Overview

Checkpoint Blockade Immunotherapy Combined With Stereotactic Body Radiation in Advanced Metastatic Disease

Status:
Recruiting

Trial end date:
2023-01-01

Target enrollment:
0

Participant gender:
All

Summary

The purpose of this study is to determine whether stereotactic body radiation therapy (SBRT) combined with checkpoint blockaded immunotherapy (CBI) will improve the response to the anticancer treatment compared to CBI alone in patients with advanced metastatic cancer.

Phase:

Phase 2

Accepts Healthy Volunteers?

Details

Lead Sponsor:

University of California, San Diego

Criteria

Inclusion Criteria:

- Patient has one lesion that is treatable with SBRT.

- Patient has at least 1 site of measurable disease by Response Evaluation Criteria in
Solid Tumors (RECIST) 1.1 criteria on computed tomography (CT) or Magnetic resonance
imaging (MRI) which will not be irradiated.

- Histological confirmation of malignancy (primary or metastatic tumor).

- Patient may have any prior therapy allowed aside from having had prior radiotherapy to
the treatment site.

- Eastern Cooperative Oncology Group (ECOG) performance status ≤ 2.

- Patient's screening laboratory values must meet protocol limits.
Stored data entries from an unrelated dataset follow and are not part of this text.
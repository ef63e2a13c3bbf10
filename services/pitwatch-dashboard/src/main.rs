//! PitWatch operator CLI
//!
//! Loads configuration, sets up logging, seeds the in-memory stores and
//! runs one dashboard command against them.

use anyhow::Context;
use clap::{Parser, Subcommand};
use pitwatch_core::{logging, ConfigManager};
use pitwatch_domain::{HealthStatus, MachineStatus, MachineType, NotificationTab};
use std::path::PathBuf;

mod commands;

#[derive(Parser)]
#[command(name = "pitwatch-dashboard")]
#[command(about = "Mining machine monitoring dashboard", version)]
struct Cli {
    /// Configuration file (TOML or JSON); created with defaults when missing
    #[arg(long, global = true, default_value = "pitwatch.toml")]
    config: PathBuf,

    /// Print JSON instead of text lines
    #[arg(long, global = true, default_value_t = false)]
    json: bool,

    #[command(subcommand)]
    command: Command,
}

#[derive(Subcommand)]
enum Command {
    /// List machines with optional search and filters
    Machines {
        #[arg(long, default_value = "")]
        search: String,
        #[arg(long = "type")]
        machine_type: Option<MachineType>,
        #[arg(long)]
        status: Option<MachineStatus>,
        #[arg(long)]
        health: Option<HealthStatus>,
        #[arg(long)]
        location: Option<String>,
    },
    /// Show one machine with its performance analysis
    Machine { id: String },
    /// List user accounts
    Users {
        #[arg(long, default_value = "")]
        search: String,
    },
    /// List projects with their progress
    Projects {
        #[arg(long, default_value = "")]
        search: String,
    },
    /// List notifications for a tab (all, unread, today or a type)
    Notifications {
        #[arg(long, default_value = "")]
        search: String,
        #[arg(long, default_value = "all")]
        tab: NotificationTab,
    },
    /// Open a notification (marks it read)
    Notification { id: u32 },
    /// Request a failure prediction for one set of readings
    Predict {
        /// Temperature in °C (-50 to 200)
        #[arg(long, allow_hyphen_values = true, conflicts_with = "sample")]
        temperature: Option<f64>,
        /// Pressure in Pa (0 to 1000)
        #[arg(long, conflicts_with = "sample")]
        pressure: Option<f64>,
        /// Vibration in mm/s (0 to 100)
        #[arg(long, conflicts_with = "sample")]
        vibration: Option<f64>,
        /// Use the built-in sample readings
        #[arg(long, default_value_t = false)]
        sample: bool,
    },
    /// Check backend connectivity once
    Status,
    /// Run the connectivity probe until interrupted
    Watch,
    /// Sign in with the demo credential policy
    SignIn { email: String, password: String },
    /// Sign out and forget the stored session
    SignOut,
    /// Show the signed-in identity
    Whoami,
}

#[tokio::main]
async fn main() -> anyhow::Result<()> {
    let cli = Cli::parse();

    let config = ConfigManager::new(&cli.config)
        .load()
        .with_context(|| format!("loading configuration from {}", cli.config.display()))?;
    logging::init_with(config.logging.format);

    tracing::debug!(api = %config.api_base(), "configuration loaded");

    let mut app = commands::App::new(config, cli.json);
    app.run(cli.command).await
}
- Patient must have the ability to understand and the willingness to sign a written
informed consent document.

Exclusion Criteria:

- Patient has had chemotherapy or radiotherapy within 4 weeks prior to entering the
study or those who have not recovered from adverse events due to agents administered
more than 4 weeks earlier.

- Patient receiving any investigational or experimental agents other than immunotherapy.

- Patient who has had any prior radiotherapy to the treatment site(s).

- Patient is a pregnant woman (pregnant women are excluded from this study because
radiation treatment has known potential for teratogenic or abortifacient effects).

- Patient refuses to sign informed consent.